## Activity
Copy each line of the listing that includes "DecisionEngine".

## Input data
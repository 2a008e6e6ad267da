use thiserror::Error;

#[derive(Debug, Error)]
pub enum OracleError {
    #[error("oracle transport error: {0}")]
    Transport(String),

    #[error("oracle returned an empty response")]
    EmptyResponse,

    #[error("malformed oracle response: {reason}")]
    Malformed { reason: String },
}

impl OracleError {
    /// True for errors caused by the response content rather than the call.
    pub fn is_malformed(&self) -> bool {
        matches!(
            self,
            OracleError::Malformed { .. } | OracleError::EmptyResponse
        )
    }
}

pub type OracleResult<T> = Result<T, OracleError>;
use thiserror::Error;

#[derive(Debug, Error)]
pub enum SinkError {
    #[error("result consumer closed")]
    Closed,

    #[error("failed to write result: {0}")]
    Write(String),
}

#[derive(Debug, Error)]
/// Errors that abort a run. Everything recoverable ends up in a record or a
/// [`crate::QueryTermination`] instead.
pub enum PipelineError {
    #[error(transparent)]
    Sink(#[from] SinkError),
}
//! Per-document qualification.
//!
//! [`DecisionEngine`] combines pre-filter scores, the running [`CycleState`] and
//! the speedup policy to pick a terminal [`QualificationOutcome`], calling the
//! judgment oracle only when neither the fast path nor fail-fast applies.
//!
//! The engine never holds state of its own: the caller passes the current
//! [`CycleState`] in and commits the returned one only once a document is
//! finalized, so a cancelled judgment leaves no trace.

pub mod control;
pub mod engine;
pub mod judgment;
pub mod outcome;
pub mod state;

#[cfg(test)]
mod tests;

pub use control::{OperatorAction, OperatorCommand, OperatorControl, OverrideInbox, operator_channel};
pub use engine::{Classification, Decision, DecisionEngine, EngineSignal, JudgmentContext};
pub use judgment::{JudgmentResolution, race_judgment};
pub use outcome::{QualificationOutcome, RejectReason};
pub use state::{CycleState, YieldSnapshot};

/// Returned when cooperative cancellation interrupts a document before it is finalized.
#[derive(Debug, Clone, Copy, PartialEq, Eq, thiserror::Error)]
#[error("qualification cancelled")]
pub struct Cancelled;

## Response area
//! [`DecisionEngine`] combines pre-filter scores, the running [`CycleState`] and
pub use engine::{Classification, Decision, DecisionEngine, EngineSignal, JudgmentContext};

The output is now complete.